Foto: Melissa Bradley/Unsplash
Katrina.
Difícil esquecer o nome do furacão que, exatos 20 anos atrás, atingiu a Costa do Golfo do México, nos Estados Unidos, e cujo impacto inusitado deixou sequelas e lições. E também é difícil deixar de relacionar tragédias como aquela às mudanças climáticas.
Katrina varreu uma área total de 242 mil quilômetros quadrados (equivalente a todo o estado de São Paulo), afetou fortemente o estado de Lousiana e castigou especialmente Nova Orleans. No total morreram 1.392 pessoas, a cidade teve bairros inteiros completamente alagados e milhares de habitantes ilhados durante semanas.
O prejuízo financeiro atingiu 201 bilhões de dólares e as empresas de seguros arcaram com indenizações de 105 bilhões de dólares, dois números recordes. Nova Orleans tinha 460 mil habitantes antes do furacão e logo depois de sua passagem registrava apenas 209 mil, uma vez que grande número de pessoas deixou a região para tentar reconstruir a vida em outras regiões.
Graças a um grande esforço de recuperação econômica e altos investimentos em infraestrutura (apenas em novos diques de contenção foram gastos 15 bilhões de dólares) a cidade ficou mais rica. E seria tentador dizer que conseguiu dar a volta por cima.
Mas não exatamente.
O nível de emprego diminuiu desde então e agora existem 17 mil vagas a menos do que em 2005. Parte dos habitantes que havia partido voltou, mas a população, de 380 mil pessoas, ainda é menor do que há vinte anos.
Mas a população não mudou apenas nos números: hoje há menos afrodescendentes. Eles eram 67% em 2005 e são agora 54% e viram aumentar o gap em relação a população branca quanto a capacidade de adquirir a casa própria.
Por sinal, os preços dos seguros residenciais e de automóveis assustam: subiram em média mais de 30% em 2024 e continuam em curva ascendente ao longo de 2025.
Duas décadas depois, portanto, as marcas do Katrina ainda estão presentes.
Na verdade, Nova Orleans assiste a um processo típico do que se convencionou chamar de gentrificação climática, que ocorre quando existe aumento dos custos de habitação em função de riscos climáticos que se multiplicam. Um desses riscos é a subida do nível dos oceanos (em parte da costa do estado da Flórida o mar subiu mais de 30 centímetros nos últimos 100 anos, segundo dados da Administração Nacional Oceânica e Atmosférica, sendo que a maior parte desse avanço ocorreu nas últimas três décadas). Mas existem outras variáveis, até mesmo mais comuns: os furacões, tufões, ciclones, fortes tempestades e inundações sempre presentes.

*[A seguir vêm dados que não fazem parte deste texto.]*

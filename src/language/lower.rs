//! Type checking and lowering of the parsed module into [`KernelProgram`] bytecode.

use std::collections::HashMap;

use crate::language::ast::{
    AssignOp, BinaryOp, Expr, ExprKind, FunctionDef, Lit, Module, Stmt, UnaryOp,
};
use crate::language::builtins::{self, BuiltinId};
use crate::language::bytecode::{
    ArgumentSpec, ArithOp, CmpOp, ConstIdx, Function, KernelProgram, Op, Swizzle,
};
use crate::language::error::Diagnostic;
use crate::language::types::{KernelTarget, Type};
use crate::language::value::Value;

pub(crate) fn lower_module(module: &Module) -> Result<KernelProgram, Diagnostic> {
    let kernels: Vec<&FunctionDef> = module
        .functions
        .iter()
        .filter(|f| f.kernel.is_some())
        .collect();
    let kernel = match kernels.as_slice() {
        [] => return Err(Diagnostic::new(0, "no function tagged 'kernel' was found")),
        [k] => *k,
        [first, second, ..] => {
            return Err(Diagnostic::new(
                second.offset,
                format!(
                    "multiple kernel functions ('{}' and '{}')",
                    first.name, second.name
                ),
            ));
        }
    };

    let mut lw = Lowerer {
        functions: Vec::new(),
        by_name: HashMap::new(),
        consts: Vec::new(),
    };
    let mut entry = 0;
    for def in &module.functions {
        let idx = lw.lower_function(def)?;
        if def.kernel.is_some() {
            entry = idx;
        }
    }

    let arguments = kernel
        .params
        .iter()
        .map(|p| ArgumentSpec {
            name: p.name.clone(),
            ty: p.ty,
            is_static: p.is_static,
        })
        .collect();

    Ok(KernelProgram {
        functions: lw.functions,
        consts: lw.consts,
        entry,
        target: kernel.kernel.unwrap_or(KernelTarget::Normal),
        arguments,
    })
}

struct Lowerer {
    functions: Vec<Function>,
    by_name: HashMap<String, usize>,
    consts: Vec<Value>,
}

#[derive(Debug, Clone, Copy)]
struct Local {
    slot: u16,
    ty: Type,
    is_const: bool,
}

#[derive(Default)]
struct LoopCtx {
    breaks: Vec<usize>,
    continues: Vec<usize>,
}

struct FnCtx {
    name: String,
    ret: Type,
    target: Option<KernelTarget>,
    scopes: Vec<HashMap<String, Local>>,
    locals: Vec<Type>,
    code: Vec<Op>,
    loops: Vec<LoopCtx>,
}

impl FnCtx {
    fn lookup(&self, name: &str) -> Option<Local> {
        self.scopes.iter().rev().find_map(|s| s.get(name).copied())
    }

    fn declare(
        &mut self,
        name: &str,
        ty: Type,
        is_const: bool,
        offset: usize,
    ) -> Result<u16, Diagnostic> {
        let scope = self
            .scopes
            .last_mut()
            .ok_or_else(|| Diagnostic::new(offset, "internal error: no open scope"))?;
        if scope.contains_key(name) {
            return Err(Diagnostic::new(
                offset,
                format!("redeclaration of '{name}' in the same scope"),
            ));
        }
        let slot = u16::try_from(self.locals.len())
            .map_err(|_| Diagnostic::new(offset, "too many local variables"))?;
        self.locals.push(ty);
        scope.insert(name.to_owned(), Local { slot, ty, is_const });
        Ok(slot)
    }

    fn emit(&mut self, op: Op) -> usize {
        self.code.push(op);
        self.code.len() - 1
    }

    fn here(&self) -> usize {
        self.code.len()
    }

    /// Point the jump at `site` to `target`.
    fn patch(&mut self, site: usize, target: usize) {
        let rel = target as i32 - site as i32;
        self.code[site] = match self.code[site] {
            Op::Jump(_) => Op::Jump(rel),
            Op::JumpIfFalse(_) => Op::JumpIfFalse(rel),
            Op::JumpIfTrue(_) => Op::JumpIfTrue(rel),
            other => other,
        };
    }

    fn jump_to(&mut self, target: usize) {
        let site = self.here();
        self.emit(Op::Jump(target as i32 - site as i32));
    }
}

fn type_err(offset: usize, msg: impl Into<String>) -> Diagnostic {
    Diagnostic::new(offset, msg)
}

fn arith_name(op: BinaryOp) -> &'static str {
    match op {
        BinaryOp::Add => "+",
        BinaryOp::Sub => "-",
        BinaryOp::Mul => "*",
        BinaryOp::Div => "/",
        BinaryOp::Eq => "==",
        BinaryOp::Ne => "!=",
        BinaryOp::Lt => "<",
        BinaryOp::Le => "<=",
        BinaryOp::Gt => ">",
        BinaryOp::Ge => ">=",
        BinaryOp::And => "&&",
        BinaryOp::Or => "||",
    }
}

fn parse_swizzle(fields: &str, width: usize, offset: usize) -> Result<Swizzle, Diagnostic> {
    const SETS: [&str; 3] = ["xyzw", "rgba", "stpq"];
    if fields.is_empty() || fields.len() > 4 {
        return Err(type_err(offset, format!("invalid component selection '.{fields}'")));
    }
    let set = fields
        .chars()
        .next()
        .and_then(|c| SETS.iter().find(|s| s.contains(c)))
        .ok_or_else(|| type_err(offset, format!("invalid component selection '.{fields}'")))?;
    let mut idx = [0u8; 4];
    for (i, c) in fields.chars().enumerate() {
        let pos = set.find(c).ok_or_else(|| {
            type_err(offset, format!("cannot mix component sets in '.{fields}'"))
        })?;
        if pos >= width {
            return Err(type_err(
                offset,
                format!("component '{c}' is out of range for a {width}-component vector"),
            ));
        }
        idx[i] = pos as u8;
    }
    Ok(Swizzle {
        idx,
        len: fields.len() as u8,
    })
}

/// Result type of `l op r` for arithmetic after int→float promotion, or `None`.
fn arith_result(l: Type, r: Type) -> Option<Type> {
    match (l, r) {
        (Type::Int, Type::Int) => Some(Type::Int),
        _ => {
            let (lw, rw) = (l.float_width()?, r.float_width()?);
            if lw == rw || rw == 1 {
                Some(l)
            } else if lw == 1 {
                Some(r)
            } else {
                None
            }
        }
    }
}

Marés mais altas e ameaçadoras respostas da natureza às mudanças climáticas fazem aumentar os custos de moradia e o valor das propriedades em diferentes geografias do planeta, afetando áreas antes ocupadas por populações de mais baixa renda. Estas, com frequência, são forçadas a se deslocar em busca de locais mais baratos.
Pessoas de alta renda, por sua vez, têm mais opções. Podem se instalar em regiões menos vulneráveis aos efeitos das mudanças climáticas (como terrenos em nível mais elevado, por exemplo). Todo esse conjunto de variáveis já esboça uma significativa mudança demográfica e socioeconômica.
Jess Keenan é o autor do livro “North: the future of the post-climate America”, onde ele afirma que os Estados Unidos estão entrando em uma nova era, marcada por mudanças populacionais que irão transformar diferentes dimensões do país, desde a ocupação territorial ao sistema político. Segundo ele, a dinâmica demográfica será cada vez mais impactada por aspectos econômicos e ambientais.
A COP30 se aproxima e com ela um novo balanço do que países estão fazendo para frear as mudanças climáticas. Por enquanto, os desafios têm se multiplicado mais rapidamente do que as respostas e soluções.